Hive and Sqoop scripts which are responsible for importing historical data from archived MySQL database dumps
Hive scripts that snapshotted data from the message-based real-time indexing system which served GBIF between late 2013 and Q3 2019
Hive scripts that snapshot recent data from the latest GBIF infrastructure (the real time indexing system currently serving GBIF)
Hive scripts that process all data to the same quality control and taxonomic backbone
Hive scripts that digest the data into specific views suitable for download from Hadoop and further processing
R and Python scripts that process the data into views per country
R and Python scripts that produce the static charts for each country

Setup

These steps are required for a new environment. It is probably easiest to use the Docker image.

Install the yum packages R, cairo, cairo-devel
Run Rscript R/install-packages.R (Possibly it is necessary to set the R_LIBS_USER environment variable.)

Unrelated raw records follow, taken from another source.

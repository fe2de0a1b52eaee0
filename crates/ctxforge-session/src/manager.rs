//! C9 — Context Manager.
//!
//! The public facade: rehydrates a session's working message list from the
//! raw log plus the latest persisted `CompactedContext`, sanitizes it, and
//! compacts it again if it has grown past the configured trigger.

use std::sync::Arc;

use ctxforge_core::{CompactedContext, CompactionConfig, Error, Message, Result, Role};
use ctxforge_providers::ChatClient;

use crate::budget::{self, DEFAULT_PROTECTED_TAIL};
use crate::policy::{self, CompactionCounters};
use crate::sanitize::sanitize;
use crate::store::{ContextStore, SessionStore};
use crate::tokens::estimate_messages;

pub struct ContextManager<St> {
    store: Arc<St>,
    client: Option<Arc<dyn ChatClient>>,
    model: String,
    config: CompactionConfig,
    counters: CompactionCounters,
}

/// The assembled request: system prompt, sanitized+budgeted history, and
/// the caller's new input, ready to hand to a `ChatClient`.
#[derive(Debug, Clone)]
pub struct BuiltContext {
    pub messages: Vec<Message>,
    pub estimated_tokens: u32,
    pub estimated_bytes: usize,
    pub compacted: bool,
}

impl<St> ContextManager<St>
where
    St: SessionStore + ContextStore,
{
    pub fn new(
        store: Arc<St>,
        client: Option<Arc<dyn ChatClient>>,
        model: impl Into<String>,
        config: CompactionConfig,
    ) -> Self {
        Self { store, client, model: model.into(), config, counters: CompactionCounters::new() }
    }

    /// Rehydrate a session's working message list from the raw log plus the
    /// latest compacted context, dropping any leading tool-result message
    /// that would otherwise open the window mid tool_call/result pair.
    async fn rehydrate(&self, session_id: &str) -> Result<Vec<Message>> {
        let raw = self
            .store
            .get_messages(session_id)
            .await
            .map_err(|e| Error::Session(e.to_string()))?;

        let latest = self
            .store
            .get_latest(session_id)
            .await
            .map_err(|e| Error::Session(e.to_string()))?;

        let Some(context) = latest else {
            return Ok(raw);
        };

        let kept_ids: std::collections::HashSet<&str> =
            context.kept_message_ids.iter().map(|s| s.as_str()).collect();

        // The raw log is append-only and `kept_message_ids` names a
        // contiguous suffix of it as of that compaction round, so everything
        // from the *first* kept id through the end of the log belongs in the
        // working set: the kept tail itself (verbatim) plus whatever turns
        // have been appended since.
        let mut started = false;
        let mut tail: Vec<Message> = Vec::new();
        for message in &raw {
            if !started && kept_ids.contains(message.id.as_str()) {
                started = true;
            }
            if started {
                tail.push(message.clone());
            }
        }

        let summary_role = tail.first().map(|m| m.role).unwrap_or(Role::User);
        let notice_role = if summary_role == Role::Assistant { Role::User } else { Role::Assistant };
        let summary_message = match notice_role {
            Role::Assistant => Message::assistant(format!("[Previous conversation summary]\n{}", context.summary)),
            _ => Message::user(format!("[Previous conversation summary]\n{}", context.summary)),
        };

        let mut rehydrated = vec![summary_message];
        rehydrated.extend(tail);

        // Drop a leading orphan tool result: the kept-id cursor can land
        // inside a tool_call/result group.
        while rehydrated.get(1).map(|m| m.role) == Some(Role::Tool) {
            rehydrated.remove(1);
        }

        Ok(rehydrated)
    }

    /// Mark the start of a new user task for `session_id`, resetting its
    /// compaction counter so the next compaction (if any) within this task
    /// summarizes again rather than inheriting the truncate-only posture a
    /// prior task may have driven the counter into.
    pub fn begin_task(&self, session_id: &str) {
        self.counters.reset(session_id);
    }

    /// The compaction config to use for this turn: `self.config` as configured,
    /// rescaled via `CompactionConfig::for_model` when the bound client exposes
    /// `ModelMetadataProvider` and reports a context window for `self.model`.
    fn effective_config(&self) -> CompactionConfig {
        let window = self
            .client
            .as_deref()
            .and_then(|c| c.as_model_metadata_provider())
            .and_then(|p| p.context_window(&self.model));
        match window {
            Some(window) if window > 0 => self.config.for_model(window),
            _ => self.config.clone(),
        }
    }

    /// Run a fresh compaction round over `messages`, persist the resulting
    /// `CompactedContext`, and return the new working message list.
    ///
    /// The first compaction within a task tries the Summarizer (falling back
    /// to mechanical truncation on failure); every subsequent compaction in
    /// the same task goes straight to mechanical truncation.
    async fn do_compression(&self, session_id: &str, messages: &[Message], config: &CompactionConfig) -> Result<Vec<Message>> {
        let original_tokens = estimate_messages(messages);
        let prior_compactions = self.counters.get(session_id);
        let outcome = policy::compact_for_session(
            self.client.as_deref(),
            &self.model,
            messages,
            config,
            prior_compactions,
        )
        .await;

        self.counters.record(session_id);

        let kept_message_ids: Vec<String> = outcome
            .kept
            .iter()
            .skip(outcome.system_count + outcome.notice_count)
            .map(|m| m.id.clone())
            .collect();

        let next_version = self
            .store
            .max_version(session_id)
            .await
            .map_err(|e| Error::Session(e.to_string()))?
            + 1;

        let mut context = CompactedContext::new(session_id);
        context.version = next_version;
        context.summary = outcome.summary.clone();
        context.kept_message_ids = kept_message_ids;
        context.total_tokens = estimate_messages(&outcome.kept);
        context.original_tokens = original_tokens;

        self.store.save(&context).await.map_err(|e| Error::Session(e.to_string()))?;

        Ok(outcome.kept)
    }

    /// Assemble the final request for a turn: rehydrate, sanitize, compact
    /// if needed, append the new turn, and fit the byte budget.
    pub async fn build_context(
        &self,
        session_id: &str,
        system_prompt: &str,
        user_input: &str,
    ) -> Result<BuiltContext> {
        let config = self.effective_config();

        let rehydrated = self.rehydrate(session_id).await?;
        let mut working = sanitize(&rehydrated);

        let mut compacted = false;
        if policy::needs_compaction(&working, &config) {
            working = self.do_compression(session_id, &working, &config).await?;
            compacted = true;
        }

        let mut messages = vec![Message::system(system_prompt)];
        messages.extend(working);
        messages.push(Message::user(user_input));

        let budgeted = budget::budget(&messages, 0, config.max_request_bytes, DEFAULT_PROTECTED_TAIL);

        Ok(BuiltContext {
            estimated_tokens: estimate_messages(&budgeted.messages),
            estimated_bytes: budgeted.estimated_bytes,
            messages: budgeted.messages,
            compacted,
        })
    }
}

#[cfg(test)]
mod tests {
    use super::*;
    use crate::store::SqliteSessionStore;
    use ctxforge_core::Session;
    use ctxforge_providers::MockChatClient;

    async fn seeded_store() -> (tempfile::TempDir, Arc<SqliteSessionStore>, String) {
        let dir = tempfile::tempdir().unwrap();
        let store = Arc::new(SqliteSessionStore::new(dir.path()).unwrap());
        let session = Session::new();
        let id = session.metadata.id.clone();
        store.create(&session).await.unwrap();
        (dir, store, id)
    }

    #[tokio::test]
    async fn build_context_round_trips_without_compaction() {
        let (_dir, store, id) = seeded_store().await;
        store.append_message(&id, &Message::user("hello")).await.unwrap();
        store.append_message(&id, &Message::assistant("hi there")).await.unwrap();

        let manager = ContextManager::new(store, None, "test-model", CompactionConfig::default());
        let built = manager.build_context(&id, "be helpful", "what's next?").await.unwrap();

        assert_eq!(built.messages.first().unwrap().role, Role::System);
        assert_eq!(built.messages.last().unwrap().content, "what's next?");
        assert!(!built.compacted);
    }

    #[tokio::test]
    async fn compacts_when_message_count_exceeds_ceiling() {
        let (_dir, store, id) = seeded_store().await;
        for i in 0..50 {
            store.append_message(&id, &Message::user(format!("turn {i}"))).await.unwrap();
        }

        let client = MockChatClient::new();
        client.queue_response("Goal: t\nProgress: t\nKey Decisions: t\nImportant Context: t\nOpen Issues: t");
        let config = CompactionConfig { max_message_count: 10, keep_recent_count: 4, ..CompactionConfig::default() };
        let manager = ContextManager::new(store.clone(), Some(Arc::new(client)), "test-model", config);

        let built = manager.build_context(&id, "sys", "next").await.unwrap();
        assert!(built.compacted);
        assert_eq!(store.max_version(&id).await.unwrap(), 1);
    }

    #[tokio::test]
    async fn second_compaction_in_same_task_skips_the_summarizer() {
        let (_dir, store, id) = seeded_store().await;
        for i in 0..10 {
            store.append_message(&id, &Message::user(format!("turn {i}"))).await.unwrap();
        }

        let client = MockChatClient::new();
        client.queue_response("Goal: t\nProgress: t\nKey Decisions: t\nImportant Context: t\nOpen Issues: t");
        let config = CompactionConfig { max_message_count: 5, keep_recent_count: 2, ..CompactionConfig::default() };
        let manager = ContextManager::new(store.clone(), Some(Arc::new(client)), "test-model", config);

        manager.build_context(&id, "sys", "first").await.unwrap();
        let first_context = store.get_latest(&id).await.unwrap().unwrap();
        assert!(!first_context.summary.is_empty());

        for i in 0..10 {
            store.append_message(&id, &Message::user(format!("more {i}"))).await.unwrap();
        }
        manager.build_context(&id, "sys", "second").await.unwrap();
        let second_context = store.get_latest(&id).await.unwrap().unwrap();
        assert_eq!(second_context.version, 2);
        assert!(second_context.summary.is_empty());
    }

    #[tokio::test]
    async fn begin_task_resets_counter_so_next_compaction_summarizes_again() {
        let (_dir, store, id) = seeded_store().await;
        for i in 0..10 {
            store.append_message(&id, &Message::user(format!("turn {i}"))).await.unwrap();
        }

        let client = MockChatClient::new();
        client.queue_response("Goal: t\nProgress: t\nKey Decisions: t\nImportant Context: t\nOpen Issues: t");
        let config = CompactionConfig { max_message_count: 5, keep_recent_count: 2, ..CompactionConfig::default() };
        let manager = ContextManager::new(store.clone(), Some(Arc::new(client)), "test-model", config);

        manager.build_context(&id, "sys", "first").await.unwrap();
        manager.begin_task(&id);

        for i in 0..10 {
            store.append_message(&id, &Message::user(format!("more {i}"))).await.unwrap();
        }
        client.queue_response("Goal: t2\nProgress: t2\nKey Decisions: t2\nImportant Context: t2\nOpen Issues: t2");
        manager.build_context(&id, "sys", "second").await.unwrap();
        let second_context = store.get_latest(&id).await.unwrap().unwrap();
        assert!(!second_context.summary.is_empty());
    }

    #[tokio::test]
    async fn restart_recovery_rehydrates_persisted_version() {
        let (_dir, store, id) = seeded_store().await;
        // A prefix that a prior compaction folded into the summary (not in
        // kept_message_ids): this content must NOT reappear verbatim.
        store.append_message(&id, &Message::user("summarized away 1")).await.unwrap();
        store.append_message(&id, &Message::assistant("summarized away 2")).await.unwrap();
        // The verbatim kept tail from that same compaction round.
        let kept1 = Message::user("kept tail turn one");
        let kept2 = Message::assistant("kept tail turn two");
        store.append_message(&id, &kept1).await.unwrap();
        store.append_message(&id, &kept2).await.unwrap();

        let mut ctx = CompactedContext::new(&id);
        ctx.version = 1;
        ctx.summary = "earlier work was done".to_string();
        ctx.kept_message_ids = vec![kept1.id.clone(), kept2.id.clone()];
        store.save(&ctx).await.unwrap();

        store.append_message(&id, &Message::user("third, after restart")).await.unwrap();

        let manager = ContextManager::new(store, None, "test-model", CompactionConfig::default());
        let built = manager.build_context(&id, "sys", "continue").await.unwrap();

        assert!(built.messages.iter().any(|m| m.content.contains("earlier work was done")));
        // The kept verbatim tail from the prior compaction must survive
        // rehydration, not just the summary and the new post-restart turn.
        assert!(built.messages.iter().any(|m| m.content == "kept tail turn one"));
        assert!(built.messages.iter().any(|m| m.content == "kept tail turn two"));
        assert!(built.messages.iter().any(|m| m.content == "third, after restart"));
        assert!(built.messages.iter().all(|m| m.content != "summarized away 1"));
        assert!(built.messages.iter().all(|m| m.content != "summarized away 2"));
    }

    #[tokio::test]
    async fn context_window_rescale_adapts_budgets_when_metadata_provider_reports_it() {
        let (_dir, store, id) = seeded_store().await;
        for i in 0..50 {
            store.append_message(&id, &Message::user(format!("turn {i}"))).await.unwrap();
        }

        let client = MockChatClient::new().with_context_window(200_000);
        client.queue_response("Goal: t\nProgress: t\nKey Decisions: t\nImportant Context: t\nOpen Issues: t");
        // With the default 48k baseline, a 200k window scales max_message_count
        // by ~4.17x * 2.5 (super-linear), so 50 messages should no longer need
        // compaction once rescaled, even though max_message_count=10 would
        // trigger it unscaled.
        let config = CompactionConfig { max_message_count: 10, keep_recent_count: 4, ..CompactionConfig::default() };
        let manager = ContextManager::new(store.clone(), Some(Arc::new(client)), "test-model", config);

        let built = manager.build_context(&id, "sys", "next").await.unwrap();
        assert!(!built.compacted);
    }
}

Steps for adding a new snapshot and then re-running the processing

This will only work on a Cloudera Manager managed gateway such as c5gateway-vh on which you should be able to sudo -i -u hdfs and find the code in /home/hdfs/analytics/ (do a git pull)
Make sure Hadoop libraries and binaries (e.g. hive) are on your path
The snapshot name will be the date as YYYYMMDD so e.g. 20140923.
Create new "raw" table from the HDFS table using hive/import/hdfs/create_new_snapshot.sh. Pass in snapshot database, snapshot name, source Hive database and source Hive table e.g. cd hive/import/hdfs; ./create_new_snapshot.sh snapshot $(date +%Y%m%d) prod_h occurrence
Tell Matt he can run the backup script, which exports these snapshots to external storage.
Add the new snapshot name to the hive/normalize/build_raw_scripts.sh script, to the array hdfs_v1_snapshots. If the HDFS schema has changed you'll have to add a new array called e.g. hdfs_v2_snapshots and add logic to process that array at the bottom of the script (another loop).
Add the new snapshot name to hive/normalize/create_occurrence_tables.sh in the same way as above.
Add the new snapshot name to hive/process/build_prepare_script.sh in the same way as above.
Replace the last element of temporalFacetSnapshots in R/graph/utils.R with your new snapshot. Follow the formatting in use, e.g. 2015-01-19
Make sure the version of EPSG used in the latest occurrence project pom.xml is the same as the one that the script hive/normalize/create_tmp_interp_tables.sh fetches. Do that by checking the pom.xml (hopefully still at: https://github.com/gbif/occurrence/blob/master/pom.xml) for the geotools.version. That version should be the same as what's in the shell script (at time of writing the geotools.version was 20.5 and the script line was curl -L 'http://download.osgeo.org/webdav/geotools/org/geotools/gt-epsg-hsql/20.5/gt-epsg-hsql-20.5.jar' > /tmp/gt-epsg-hsql.jar)
Set up additional geocode services (e.g. using UAT or Dev, or duplicates running in prod). There need to be as many backends connections available as tasks will run in YARN.
From the root (analytics) directory you can now run the build.sh script to run all the HBase and Hive table building, build all the master CSV files, which are in turn processed down to per country/region CSVs and GeoTIFFs, then generate the maps and figures needed for the website and the country reports. Note that this will take up to 48 hours and is unfortunately error prone, so all steps could also be run individually. In any case it's probably best to run all parts of this script on a machine in the secretariat and ideally in a "screen" session. To run it all do:

screen -L -S analytics
./build.sh -interpretSnapshots -summarizeSnapshots -downloadCsvs -processCsvs -makeFigures

(Detach from the screen with "^A d", reattach with screen -x.)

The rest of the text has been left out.